1764-01-16, de François Joachim de Pierres, cardinal de Bernis à Voltaire [François Marie Arouet].

Le Roy m'a donné pour mes étrenes, mon cher Confrère, Le premier de tous les biens, La liberté, et La permission de lui faire ma cour qui est Le plus précieux et Le plus cher de tous pour un Français comblé des bienfaits de son maitre.
J'ay esté reçu à Versailles avec toutes sortes de bonté; Le public à Paris à marqué de la joye; les faiseurs d'horoscopes ont fait à ce sujet cent almanacs plus extravagants les uns que les autres. Pour moy qui ay appris depuis longtemps à supporter La disgrâce et La fortune, je me suis dérobé aux compliments vrais et faux et j'ay regagné mon habitation d'hyver, d'où, j'irai de temps en temps rendre mes devoirs à Verssailles et voir mes amis à Paris.
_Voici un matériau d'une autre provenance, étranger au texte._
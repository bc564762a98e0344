//! Self-play game generation.
//!
//! Plays complete games between two scripted policies, throwing the sticks
//! with a seeded generator and committing moves through the same `Game` the
//! protocol uses. Every committed move is checked against its route: a
//! non-scoring move travels exactly as many edges as its roll, a scoring
//! move no more. Records are written as JSON lines for offline analysis.

use std::io::Write;
use std::sync::atomic::{AtomicUsize, Ordering};
use std::time::Instant;

use rand::rngs::SmallRng;
use rand::seq::SliceRandom;
use rand::SeedableRng;
use serde::{Deserialize, Serialize};

use crate::board::{Player, Roll, ALL_PLAYERS};
use crate::config::RulesConfig;
use crate::movegen::TargetNode;
use crate::protocol::notation::format_selection;
use crate::resolve::{Effect, Game, MoveError, MoveOutcome, Phase, Selection};

/// How a scripted player picks among its legal moves.
#[derive(Debug, Clone, Copy, PartialEq, Eq, Serialize, Deserialize)]
#[serde(rename_all = "lowercase")]
pub enum Policy {
    /// Uniformly random legal move.
    Random,
    /// Capture if possible, else score if possible, else random.
    Aggressive,
}

impl Policy {
    pub const fn name(self) -> &'static str {
        match self {
            Policy::Random => "random",
            Policy::Aggressive => "aggressive",
        }
    }

    pub fn from_name(name: &str) -> Option<Policy> {
        match name {
            "random" => Some(Policy::Random),
            "aggressive" => Some(Policy::Aggressive),
            _ => None,
        }
    }

    /// Picks a move from `moves`, or `None` if there are none.
    pub fn choose(
        self,
        game: &Game,
        moves: &[(Selection, TargetNode)],
        rng: &mut SmallRng,
    ) -> Option<(Selection, TargetNode)> {
        if self == Policy::Aggressive {
            let player = game.turn().player;
            let captures: Vec<_> = moves
                .iter()
                .filter(|(_, t)| {
                    !t.scoring
                        && matches!(game.ledger().find_piece(t.position), Some((owner, _)) if owner != player)
                })
                .copied()
                .collect();
            if let Some(m) = captures.choose(rng) {
                return Some(*m);
            }
            let scores: Vec<_> = moves.iter().filter(|(_, t)| t.scoring).copied().collect();
            if let Some(m) = scores.choose(rng) {
                return Some(*m);
            }
        }
        moves.choose(rng).copied()
    }
}

/// Configuration for self-play game generation.
#[derive(Debug, Clone)]
pub struct SelfPlayConfig {
    /// Number of games to play.
    pub num_games: usize,
    pub rules: RulesConfig,
    /// Policy for each player, indexed by `Player::index`.
    pub policies: [Policy; 2],
    /// Throws plus moves before a game is abandoned unfinished.
    pub max_actions: usize,
    /// Number of parallel threads for concurrent games.
    pub threads: usize,
    /// Random seed (0 = use entropy).
    pub seed: u64,
    /// Suppress per-game progress output.
    pub quiet: bool,
}

impl Default for SelfPlayConfig {
    fn default() -> Self {
        SelfPlayConfig {
            num_games: 10,
            rules: RulesConfig::default(),
            policies: [Policy::Aggressive, Policy::Random],
            max_actions: 2000,
            threads: 4,
            seed: 0,
            quiet: false,
        }
    }
}

/// Errors that abort a self-play run or game.
#[derive(Debug, thiserror::Error)]
pub enum SelfPlayError {
    #[error("illegal move chosen: {0}")]
    Move(#[from] MoveError),

    #[error("{player} has rolls left but no legal move")]
    Stuck { player: Player },

    #[error("route of {edges} edges for a {roll} move (scoring: {scoring})")]
    RouteMismatch { roll: Roll, edges: usize, scoring: bool },

    #[error("failed to build thread pool: {0}")]
    ThreadPool(#[from] rayon::ThreadPoolBuildError),
}

/// One committed move.
#[derive(Debug, Clone, Serialize, Deserialize)]
pub struct MoveRecord {
    pub player: Player,
    /// `new` or the station the stack left.
    pub from: String,
    pub to: String,
    pub roll: String,
    pub path: Vec<String>,
    pub effect: String,
}

impl MoveRecord {
    fn from_outcome(outcome: &MoveOutcome) -> Self {
        let effect = match outcome.effect {
            Effect::Advance => "advance",
            Effect::Capture { .. } => "capture",
            Effect::Piggyback { .. } => "stack",
            Effect::Score { .. } => "score",
        };
        MoveRecord {
            player: outcome.player,
            from: format_selection(outcome.selection),
            to: outcome.target.position.abbr().to_string(),
            roll: outcome.target.roll.name().to_string(),
            path: outcome.route.path.iter().map(|p| p.abbr().to_string()).collect(),
            effect: effect.to_string(),
        }
    }
}

/// A complete self-play game record.
#[derive(Debug, Clone, Serialize, Deserialize)]
pub struct GameRecord {
    pub game_id: usize,
    pub winner: Option<Player>,
    /// Pieces each player brought home, red first.
    pub finished: [u32; 2],
    pub throws: usize,
    pub captures: usize,
    pub moves: Vec<MoveRecord>,
}

/// Checks that a committed move travelled as far as its roll allows.
pub fn check_route(outcome: &MoveOutcome) -> Result<(), SelfPlayError> {
    let steps = usize::from(outcome.target.roll.steps());
    let edges = outcome.route.len();
    let ok = if outcome.target.scoring {
        edges <= steps
    } else {
        edges == steps
    };
    if ok {
        Ok(())
    } else {
        Err(SelfPlayError::RouteMismatch {
            roll: outcome.target.roll,
            edges,
            scoring: outcome.target.scoring,
        })
    }
}

/// Plays a single self-play game and returns the game record.
pub fn play_game(
    config: &SelfPlayConfig,
    game_id: usize,
    rng: &mut SmallRng,
) -> Result<GameRecord, SelfPlayError> {
    let mut game = Game::new(config.rules.clone());
    let mut moves = Vec::new();
    let mut throws = 0usize;
    let mut captures = 0usize;

    for _ in 0..config.max_actions {
        if game.winner().is_some() {
            break;
        }
        let player = game.turn().player;
        match game.turn().phase {
            Phase::Throw => {
                let roll = Roll::throw(rng, game.rules().flat_probability);
                game.throw(roll)?;
                throws += 1;
            }
            Phase::Move => {
                let legal = game.legal_moves();
                let policy = config.policies[player.index()];
                let (selection, target) = policy
                    .choose(&game, &legal, rng)
                    .ok_or(SelfPlayError::Stuck { player })?;
                let outcome = game.play_target(selection, target)?;
                check_route(&outcome)?;
                if matches!(outcome.effect, Effect::Capture { .. }) {
                    captures += 1;
                }
                moves.push(MoveRecord::from_outcome(&outcome));
            }
        }
    }

    let winner = game.winner();
    if winner.is_none() {
        tracing::debug!(game_id, "game abandoned after {} actions", config.max_actions);
    }
    Ok(GameRecord {
        game_id,
        winner,
        finished: ALL_PLAYERS.map(|p| game.finished(p)),
        throws,
        captures,
        moves,
    })
}

fn game_rng(seed: u64, game_id: usize) -> SmallRng {
    if seed != 0 {
        SmallRng::seed_from_u64(seed.wrapping_add(game_id as u64))
    } else {
        SmallRng::from_entropy()
    }
}

fn report(config: &SelfPlayConfig, n: usize, game: &GameRecord, started: Instant) {
    if config.quiet {
        return;
    }
    let outcome = match game.winner {
        Some(w) => format!("{} wins", w),
        None => "unfinished".to_string(),
    };
    eprintln!(
        "Game {}/{}: {} after {} moves ({:.3}s)",
        n,
        config.num_games,
        outcome,
        game.moves.len(),
        started.elapsed().as_secs_f64(),
    );
}

/// Runs self-play generation, producing multiple game records.
///
/// When `config.threads > 1`, games are played concurrently using rayon.
pub fn run_self_play(config: &SelfPlayConfig) -> Result<Vec<GameRecord>, SelfPlayError> {
    let mut games = Vec::with_capacity(config.num_games);
    run_self_play_with_callback(config, |game| games.push(game))?;
    games.sort_by_key(|g| g.game_id);
    Ok(games)
}

/// Runs self-play generation, calling `on_game` with each completed game
/// record. Games that fail are logged and skipped.
pub fn run_self_play_with_callback<F>(config: &SelfPlayConfig, on_game: F) -> Result<(), SelfPlayError>
where
    F: FnMut(GameRecord) + Send,
{
    if config.threads > 1 {
        run_self_play_parallel(config, on_game)
    } else {
        run_self_play_sequential(config, on_game);
        Ok(())
    }
}

fn run_self_play_sequential<F>(config: &SelfPlayConfig, mut on_game: F)
where
    F: FnMut(GameRecord),
{
    for i in 0..config.num_games {
        let started = Instant::now();
        let mut rng = game_rng(config.seed, i);
        match play_game(config, i, &mut rng) {
            Ok(game) => {
                report(config, i + 1, &game, started);
                on_game(game);
            }
            Err(e) => tracing::error!(game_id = i, "self-play game failed: {}", e),
        }
    }
}

/// Plays games concurrently on a rayon pool and delivers them to `on_game`
/// on the calling thread through a channel.
fn run_self_play_parallel<F>(config: &SelfPlayConfig, mut on_game: F) -> Result<(), SelfPlayError>
where
    F: FnMut(GameRecord) + Send,
{
    use rayon::prelude::*;
    use std::sync::mpsc;

    let completed = AtomicUsize::new(0);
    let (tx, rx) = mpsc::channel::<GameRecord>();
    let pool = rayon::ThreadPoolBuilder::new()
        .num_threads(config.threads)
        .build()?;

    std::thread::scope(|s| {
        let completed = &completed;
        s.spawn(move || {
            pool.install(|| {
                (0..config.num_games)
                    .into_par_iter()
                    .for_each_with(tx, |tx, i| {
                        let started = Instant::now();
                        let mut rng = game_rng(config.seed, i);
                        match play_game(config, i, &mut rng) {
                            Ok(game) => {
                                let n = completed.fetch_add(1, Ordering::Relaxed) + 1;
                                report(config, n, &game, started);
                                let _ = tx.send(game);
                            }
                            Err(e) => tracing::error!(game_id = i, "self-play game failed: {}", e),
                        }
                    });
            });
        });

        for game in rx {
            on_game(game);
        }
    });
    Ok(())
}

/// Writes game records as JSONL (one JSON object per game, one per line).
pub fn write_jsonl<W: Write>(games: &[GameRecord], out: &mut W) -> std::io::Result<()> {
    for game in games {
        serde_json::to_writer(&mut *out, game)?;
        writeln!(out)?;
    }
    out.flush()
}

/// Prints a summary of self-play results to stderr.
pub fn print_summary(games: &[GameRecord]) {
    let total = games.len();
    let mut wins = [0usize; 2];
    let mut unfinished = 0usize;
    let mut moves = 0usize;
    let mut captures = 0usize;

    for game in games {
        moves += game.moves.len();
        captures += game.captures;
        match game.winner {
            Some(w) => wins[w.index()] += 1,
            None => unfinished += 1,
        }
    }

    let per_game = |n: usize| n as f64 / total.max(1) as f64;
    eprintln!("=== Self-Play Summary ===");
    eprintln!("Games: {}", total);
    eprintln!("Avg moves/game: {:.1}", per_game(moves));
    eprintln!("Avg captures/game: {:.1}", per_game(captures));
    eprintln!("Unfinished: {}", unfinished);
    eprintln!("Win distribution:");
    for player in ALL_PLAYERS {
        let pct = 100.0 * per_game(wins[player.index()]);
        eprintln!("  {:>5}: {} ({:.1}%)", player, wins[player.index()], pct);
    }
}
Les plus anciens à la cour m'ont servi avec amitié; de sorte que mon cœur est fort à son aise et que je n'ay jamais pu espérer une position plus agréable, plus libre ni plus honorable. Vous me parlés de Scipion et de Sulli; ces noms là seroient un peu déparés par le mien; mais je puis sans impertinence me Livrer au plaisir d'imiter Leurs vertus dans La retraite. Je suis bien fâché de vos fluxions. Vous lisés trop et surtout à La Bougie. Souvenés vous que vous n'estes immortel que dans vos ouvrages. Conservés l'ornement de la France et Les délices de vos amis et de tous ceux qui ont de L'âme et du goust. Envoyés moy vos contes honestes; (et comme il est très raisonable que je vous presche un peu), je vous prie de quitter quelques fois La Lyre et Le Luth pour toucher la harpe. C'est un genre sublime, où je suis sûr que vous serés plus élevé et plus touchant qu'aucun de vos anciens. Adieu, mon cher Confrère, quoique libre et heureux je ne vous aimeray pas moins que dans mon donjon de Vic sur Aine.